> [ACTIVITY]: Somewhere below are a line with "write is held." and a later line with "plus a synthetic". Output exactly those lines and all lines between them.
======== RECORDS FOR THE EXERCISE ========
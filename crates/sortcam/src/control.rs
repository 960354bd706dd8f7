//! Classification events and the shared control state they fold into
//!
//! The ingestion endpoint writes, the dispatcher reads and clears. Every
//! accessor takes the lock for a single short update so neither side can
//! stall the other.

use std::sync::{Arc, Mutex, MutexGuard, PoisonError};

use serde::Serialize;
use thiserror::Error;

/// Class id meaning "nothing detected"
pub const NO_DETECTION: u8 = 0;

/// One classification submitted by the detection client.
#[derive(Debug, Clone, Copy, PartialEq, Eq)]
pub struct ClassificationEvent {
    /// Detected class (0 = no detection)
    pub class_id: u8,
    /// Request an immediate actuator stop
    pub fast_stop: bool,
}

/// Reasons a raw classification cannot become an event
#[derive(Debug, Clone, PartialEq, Error)]
pub enum InvalidEvent {
    #[error("class_id must be a finite number, got {0}")]
    NotFinite(f64),
    #[error("class_id must not be negative, got {0}")]
    Negative(f64),
    #[error("class_id {0} is out of range (max 255)")]
    OutOfRange(f64),
}

impl ClassificationEvent {
    pub fn new(class_id: u8, fast_stop: bool) -> Self {
        Self {
            class_id,
            fast_stop,
        }
    }

    /// Build an event from the numeric wire fields.
    ///
    /// Detection clients send class ids as floats (`3.0`); the fractional
    /// part is truncated. Any non-zero `fast_stop` means stop.
    pub fn from_wire(class_id: f64, fast_stop: f64) -> Result<Self, InvalidEvent> {
        if !class_id.is_finite() {
            return Err(InvalidEvent::NotFinite(class_id));
        }
        if class_id < 0.0 {
            return Err(InvalidEvent::Negative(class_id));
        }
        let truncated = class_id.trunc();
        if truncated > f64::from(u8::MAX) {
            return Err(InvalidEvent::OutOfRange(class_id));
        }
        Ok(Self {
            class_id: truncated as u8,
            fast_stop: fast_stop != 0.0 && !fast_stop.is_nan(),
        })
    }
}

/// Point-in-time copy of the control state
#[derive(Debug, Clone, Copy, PartialEq, Eq, Serialize)]
pub struct ControlSnapshot {
    /// Last non-zero class received since the previous command was issued
    pub predicted_class: u8,
    /// False while a command is on the wire without an acknowledgement
    pub accepting: bool,
    /// A fast-stop is pending for the next dispatch cycle
    pub emergency: bool,
}

impl Default for ControlSnapshot {
    fn default() -> Self {
        Self {
            predicted_class: NO_DETECTION,
            accepting: true,
            emergency: false,
        }
    }
}

/// Shared handle to the control state. Clones refer to the same state.
#[derive(Debug, Clone, Default)]
pub struct ControlState {
    inner: Arc<Mutex<ControlSnapshot>>,
}

impl ControlState {
    pub fn new() -> Self {
        Self::default()
    }

    fn lock(&self) -> MutexGuard<'_, ControlSnapshot> {
        self.inner.lock().unwrap_or_else(PoisonError::into_inner)
    }

    /// Fold a classification in. Returns the current `accepting` flag so the
    /// client can throttle itself.
    pub fn fold(&self, event: ClassificationEvent) -> bool {
        let mut state = self.lock();
        if event.class_id != NO_DETECTION {
            state.predicted_class = event.class_id;
        }
        state.emergency = event.fast_stop;
        state.accepting
    }

    pub fn snapshot(&self) -> ControlSnapshot {
        *self.lock()
    }

    pub fn accepting(&self) -> bool {
        self.lock().accepting
    }

    pub fn emergency_pending(&self) -> bool {
        self.lock().emergency
    }

    /// Class waiting to be issued, if any
    pub fn pending_class(&self) -> Option<u8> {
        let class_id = self.lock().predicted_class;
        (class_id != NO_DETECTION).then_some(class_id)
    }

    /// The emergency command reached the actuator.
    pub fn clear_emergency(&self) {
        self.lock().emergency = false;
    }

    /// `class_id` was written to the actuator: stop accepting until it acks.
    ///
    /// The pending class is only cleared if it is still the one that was
    /// issued; a different class that arrived during the write is held.
    pub fn mark_issued(&self, class_id: u8) {
        let mut state = self.lock();
        state.accepting = false;
        if state.predicted_class == class_id {
            state.predicted_class = NO_DETECTION;
        }
    }

    /// The actuator signalled it is ready for the next command.
    pub fn mark_ready(&self) {
        self.lock().accepting = true;
    }

    /// The actuator is gone; nothing will acknowledge further commands.
    pub fn mark_unavailable(&self) {
        self.lock().accepting = false;
    }
}
//! Frame producers
//!
//! Runs an external MJPEG camera command (`rpicam-vid` on the Pi) and
//! publishes each JPEG it emits into a [`FrameBuffer`], plus a synthetic
//! source for development without hardware.

mod camera;
mod splitter;

pub use camera::{read_mjpeg_stream, CameraCapture, CameraConfig};
pub use splitter::{JpegSplitter, DEFAULT_MAX_FRAME_SIZE};

#[cfg(feature = "test-source")]
pub use test_source::{run_test_source, TestSourceConfig};

#[cfg(feature = "test-source")]
mod test_source {
    use std::sync::Arc;
    use std::time::Duration;

    use tokio_util::sync::CancellationToken;
    use tracing::{debug, info};

    use crate::frame::{FrameBuffer, JPEG_EOI, JPEG_SOI};

    /// Configuration for the synthetic source
    #[derive(Debug, Clone)]
    pub struct TestSourceConfig {
        /// Frames per second
        pub fps: u32,
        /// Size of each fake image in bytes, markers included
        pub frame_size: usize,
    }

    impl Default for TestSourceConfig {
        fn default() -> Self {
            Self {
                fps: 5,
                frame_size: 8 * 1024,
            }
        }
    }

    /// Publish fake JPEG-framed payloads until `cancel` fires.
    ///
    /// Each payload carries the frame number after the SOI marker so a
    /// viewer can tell frames apart.
    pub async fn run_test_source(
        config: TestSourceConfig,
        frames: Arc<FrameBuffer>,
        cancel: CancellationToken,
    ) {
        let period = Duration::from_micros(1_000_000 / u64::from(config.fps.max(1)));
        let mut interval = tokio::time::interval(period);
        let mut frame_num = 0u32;

        info!(fps = config.fps, frame_size = config.frame_size, "Test source started");

        loop {
            tokio::select! {
                _ = cancel.cancelled() => break,
                _ = interval.tick() => {}
            }

            let mut data = Vec::with_capacity(config.frame_size);
            data.extend_from_slice(&JPEG_SOI);
            data.extend_from_slice(&frame_num.to_be_bytes());
            // Padding never forms a marker
            while data.len() + JPEG_EOI.len() < config.frame_size {
                data.push((frame_num & 0x7F) as u8);
            }
            data.extend_from_slice(&JPEG_EOI);

            frames.publish(data);
            frame_num = frame_num.wrapping_add(1);

            if frame_num % 300 == 0 {
                debug!(frame_num, "Test source frames");
            }
        }

        info!(frames = frame_num, "Test source stopped");
    }

}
========
> [RESPONSE]:
    /// issued; a different class that arrived during the write is held.
    pub fn mark_issued(&self, class_id: u8) {
        let mut state = self.lock();
        state.accepting = false;
        if state.predicted_class == class_id {
            state.predicted_class = NO_DETECTION;
        }
    }

    /// The actuator signalled it is ready for the next command.
    pub fn mark_ready(&self) {
        self.lock().accepting = true;
    }

    /// The actuator is gone; nothing will acknowledge further commands.
    pub fn mark_unavailable(&self) {
        self.lock().accepting = false;
    }
}
//! Frame producers
//!
//! Runs an external MJPEG camera command (`rpicam-vid` on the Pi) and
//! publishes each JPEG it emits into a [`FrameBuffer`], plus a synthetic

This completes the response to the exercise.